= Work request =
Could you copy out every line of the data where the word "CostBreakdown" occurs?

::::

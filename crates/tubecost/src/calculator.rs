//! Cost calculation for production records.
//!
//! [`calculate`] is the single place derived costs are produced. It is a pure
//! function of the raw inputs and a [`DivisorPolicy`] that names, per cost
//! category, whether the per-tube figure is taken over total production or
//! over accepted (outdone) tubes.

use serde::{Deserialize, Serialize};

use crate::record::{CalculatedRecord, CostBreakdown, ProductionInputs};

/// The tube count a category's cost is spread over.
#[derive(Debug, Clone, Copy, Default, PartialEq, Eq, Hash, Serialize, Deserialize)]
#[serde(rename_all = "snake_case")]
pub enum Divisor {
    /// All tubes produced on the day.
    #[default]
    Production,
    /// Tubes accepted after inspection.
    Outdone,
}

impl Divisor {
    /// Pick the tube count this divisor refers to.
    #[must_use]
    pub fn of(self, inputs: &ProductionInputs) -> f64 {
        match self {
            Self::Production => inputs.production,
            Self::Outdone => inputs.outdone,
        }
    }
}

impl std::fmt::Display for Divisor {
    fn fmt(&self, f: &mut std::fmt::Formatter<'_>) -> std::fmt::Result {
        match self {
            Self::Production => write!(f, "production"),
            Self::Outdone => write!(f, "outdone"),
        }
    }
}

/// Per-category divisor choice.
#[derive(Debug, Clone, Copy, Default, PartialEq, Eq, Serialize, Deserialize)]
#[serde(default)]
pub struct DivisorPolicy {
    /// Divisor for paper cost.
    pub paper: Divisor,
    /// Divisor for paste cost.
    pub paste: Divisor,
    /// Divisor for outer paste cost.
    pub outer_paste: Divisor,
    /// Divisor for packing cost.
    pub packing: Divisor,
    /// Divisor for labour cost.
    pub labour: Divisor,
    /// Divisor for electricity cost.
    pub electricity: Divisor,
    /// Divisor for overheads.
    pub overheads: Divisor,
    /// Divisor for food.
    pub food: Divisor,
}

impl DivisorPolicy {
    /// Every category spread over total production.
    #[must_use]
    pub fn production() -> Self {
        Self::default()
    }

    /// The entry-form convention: paper, paste and outer paste are spread over
    /// accepted tubes, everything else over total production.
    #[must_use]
    pub fn form() -> Self {
        Self {
            paper: Divisor::Outdone,
            paste: Divisor::Outdone,
            outer_paste: Divisor::Outdone,
            ..Self::default()
        }
    }
}

/// Round to two decimal places, halves away from zero.
///
/// Infinite and NaN values round to `0` so every derived figure stays a
/// storable number.
#[must_use]
pub fn round2(x: f64) -> f64 {
    if !x.is_finite() {
        return 0.0;
    }
    let scaled = x * 100.0;
    if scaled.is_finite() {
        scaled.round() / 100.0
    } else {
        // Too large to carry a fractional part anyway
        x
    }
}

/// Divide and round to two decimals, yielding `0` for a zero denominator.
///
/// `-0.0` counts as zero.
#[must_use]
pub fn safe_divide(numerator: f64, denominator: f64) -> f64 {
    if denominator == 0.0 {
        0.0
    } else {
        round2(numerator / denominator)
    }
}

/// Derive every cost for a day's inputs.
///
/// Never mutates `inputs` and never fails: a zero divisor yields a zero
/// per-tube figure for that category.
#[must_use]
pub fn calculate(inputs: &ProductionInputs, policy: &DivisorPolicy) -> CalculatedRecord {
    let per_tube = |amount: f64, divisor: Divisor| safe_divide(amount, divisor.of(inputs));

    let paper_cost = round2(inputs.paper_quantity_kg * inputs.paper_rate);
    let paste_cost = round2(inputs.paste_quantity * inputs.paste_rate);
    let outer_paste_cost = round2(inputs.outer_paste_quantity * inputs.outer_paste_rate);
    let packing_cost = round2(inputs.packing_quantity * inputs.packing_rate);
    let labour_cost = round2(inputs.labour_count * inputs.labour_wage);

    let mut costs = CostBreakdown {
        paper_cost,
        paper_cost_per_tube: per_tube(paper_cost, policy.paper),
        paste_cost,
        paste_cost_per_tube: per_tube(paste_cost, policy.paste),
        outer_paste_cost,
        outer_paste_cost_per_tube: per_tube(outer_paste_cost, policy.outer_paste),
        packing_cost,
        packing_cost_per_tube: per_tube(packing_cost, policy.packing),
        labour_cost,
        labour_cost_per_tube: per_tube(labour_cost, policy.labour),
        eb_cost_per_tube: per_tube(inputs.eb_amount, policy.electricity),
        overheads_cost_per_tube: per_tube(inputs.overheads_amount, policy.overheads),
        food_cost_per_tube: per_tube(inputs.food_amount, policy.food),
        grand_total_cost_per_tube: 0.0,
    };
    costs.grand_total_cost_per_tube = round2(costs.per_tube_costs().iter().sum());

    CalculatedRecord {
        inputs: inputs.clone(),
        costs,
    }
}

#[cfg(test)]
mod tests {
    use super::*;
    use chrono::NaiveDate;

    fn sample_inputs() -> ProductionInputs {
        let mut inputs = ProductionInputs::new(NaiveDate::from_ymd_opt(2024, 3, 15).unwrap());
        inputs.production = 10000.0;
        inputs.outdone = 9500.0;
        inputs.paper_quantity_kg = 250.0;
        inputs.paper_rate = 45.5;
        inputs.packing_quantity = 100.0;
        inputs.packing_rate = 5.0;
        inputs.labour_count = 10.0;
        inputs.labour_wage = 500.0;
        inputs.eb_amount = 1200.0;
        inputs.overheads_amount = 2000.0;
        inputs.food_amount = 800.0;
        inputs
    }

    #[test]
    fn test_round2() {
        assert_eq!(round2(1.005_1), 1.01);
        assert_eq!(round2(2.344), 2.34);
        assert_eq!(round2(113.75 / 100.0), 1.14);
        assert_eq!(round2(-1.125), -1.13);
        assert_eq!(round2(0.0), 0.0);
    }

    #[test]
    fn test_round2_idempotent() {
        for x in [0.0, 1.234_567, -9.875, 11375.0, 0.005, 123_456.789, -0.004] {
            assert_eq!(round2(round2(x)), round2(x), "not idempotent for {x}");
        }
    }

    #[test]
    fn test_safe_divide_zero_denominator() {
        for n in [0.0, 1.0, -5.0, 11375.0] {
            assert_eq!(safe_divide(n, 0.0), 0.0);
            assert_eq!(safe_divide(n, -0.0), 0.0);
        }
    }

    #[test]
    fn test_safe_divide_rounds() {
        assert_eq!(safe_divide(1200.0, 10000.0), 0.12);
        assert_eq!(safe_divide(11375.0, 9500.0), 1.2);
        assert_eq!(safe_divide(1.0, 3.0), 0.33);
    }

    #[test]
    fn test_worked_example_production_policy() {
        let record = calculate(&sample_inputs(), &DivisorPolicy::production());
        let costs = record.costs;

        assert_eq!(costs.paper_cost, 11375.0);
        assert_eq!(costs.paper_cost_per_tube, 1.14);
        assert_eq!(costs.paste_cost_per_tube, 0.0);
        assert_eq!(costs.outer_paste_cost_per_tube, 0.0);
        assert_eq!(costs.packing_cost, 500.0);
        assert_eq!(costs.packing_cost_per_tube, 0.05);
        assert_eq!(costs.labour_cost, 5000.0);
        assert_eq!(costs.labour_cost_per_tube, 0.5);
        assert_eq!(costs.eb_cost_per_tube, 0.12);
        assert_eq!(costs.overheads_cost_per_tube, 0.2);
        assert_eq!(costs.food_cost_per_tube, 0.08);
        assert_eq!(costs.grand_total_cost_per_tube, 2.09);
    }

    #[test]
    fn test_worked_example_form_policy() {
        let record = calculate(&sample_inputs(), &DivisorPolicy::form());
        assert_eq!(record.costs.paper_cost_per_tube, 1.2);
        assert_eq!(record.costs.packing_cost_per_tube, 0.05);
        assert_eq!(record.costs.grand_total_cost_per_tube, 2.15);
    }

    #[test]
    fn test_grand_total_is_rounded_sum() {
        let mut inputs = sample_inputs();
        inputs.paste_quantity = 13.0;
        inputs.paste_rate = 7.77;
        inputs.outer_paste_quantity = 3.3;
        inputs.outer_paste_rate = 19.1;

        for policy in [DivisorPolicy::production(), DivisorPolicy::form()] {
            let costs = calculate(&inputs, &policy).costs;
            let expected = round2(costs.per_tube_costs().iter().sum());
            assert_eq!(costs.grand_total_cost_per_tube, expected);
        }
    }

    #[test]
    fn test_zero_production_yields_zero_per_tube() {
        let mut inputs = sample_inputs();
        inputs.production = 0.0;
        inputs.outdone = 0.0;

        let costs = calculate(&inputs, &DivisorPolicy::form()).costs;
        assert_eq!(costs.paper_cost, 11375.0);
        assert!(costs.per_tube_costs().iter().all(|c| *c == 0.0));
        assert_eq!(costs.grand_total_cost_per_tube, 0.0);
    }

    #[test]
    fn test_round2_non_finite_is_zero() {
        assert_eq!(round2(f64::INFINITY), 0.0);
        assert_eq!(round2(f64::NEG_INFINITY), 0.0);
        assert_eq!(round2(f64::NAN), 0.0);
        assert_eq!(round2(f64::MAX), f64::MAX);
    }

    #[test]
    fn test_overflowing_inputs_yield_finite_costs() {
        let mut inputs = sample_inputs();
        inputs.paper_quantity_kg = 1e300;
        inputs.paper_rate = 1e300;

        for policy in [DivisorPolicy::production(), DivisorPolicy::form()] {
            let record = calculate(&inputs, &policy);
            let costs = record.costs;
            assert_eq!(costs.paper_cost, 0.0);
            assert!(costs.per_tube_costs().iter().all(|c| c.is_finite()));
            assert!(costs.grand_total_cost_per_tube.is_finite());

            let json = serde_json::to_string(&record).unwrap();
            let back: CalculatedRecord = serde_json::from_str(&json).unwrap();
            assert_eq!(back.costs, record.costs);
        }
    }

    #[test]
    fn test_calculate_is_pure() {
        let inputs = sample_inputs();
        let before = inputs.clone();
        let first = calculate(&inputs, &DivisorPolicy::production());
        let second = calculate(&inputs, &DivisorPolicy::production());

        assert_eq!(first, second);
        assert_eq!(inputs, before);
        assert_eq!(first.inputs, inputs);
    }

    #[test]
    fn test_divisor_of() {
        let inputs = sample_inputs();
        assert_eq!(Divisor::Production.of(&inputs), 10000.0);
        assert_eq!(Divisor::Outdone.of(&inputs), 9500.0);
    }

    #[test]
    fn test_divisor_policy_deserialize() {
        let policy: DivisorPolicy = serde_json::from_str(r#"{"paper": "outdone"}"#).unwrap();
        assert_eq!(policy.paper, Divisor::Outdone);
        assert_eq!(policy.paste, Divisor::Production);
    }

    #[test]
    fn test_divisor_display() {
        assert_eq!(Divisor::Production.to_string(), "production");
        assert_eq!(Divisor::Outdone.to_string(), "outdone");
    }
}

::::

= Result for this exercise =
use crate::record::{CalculatedRecord, CostBreakdown, ProductionInputs};
    let mut costs = CostBreakdown {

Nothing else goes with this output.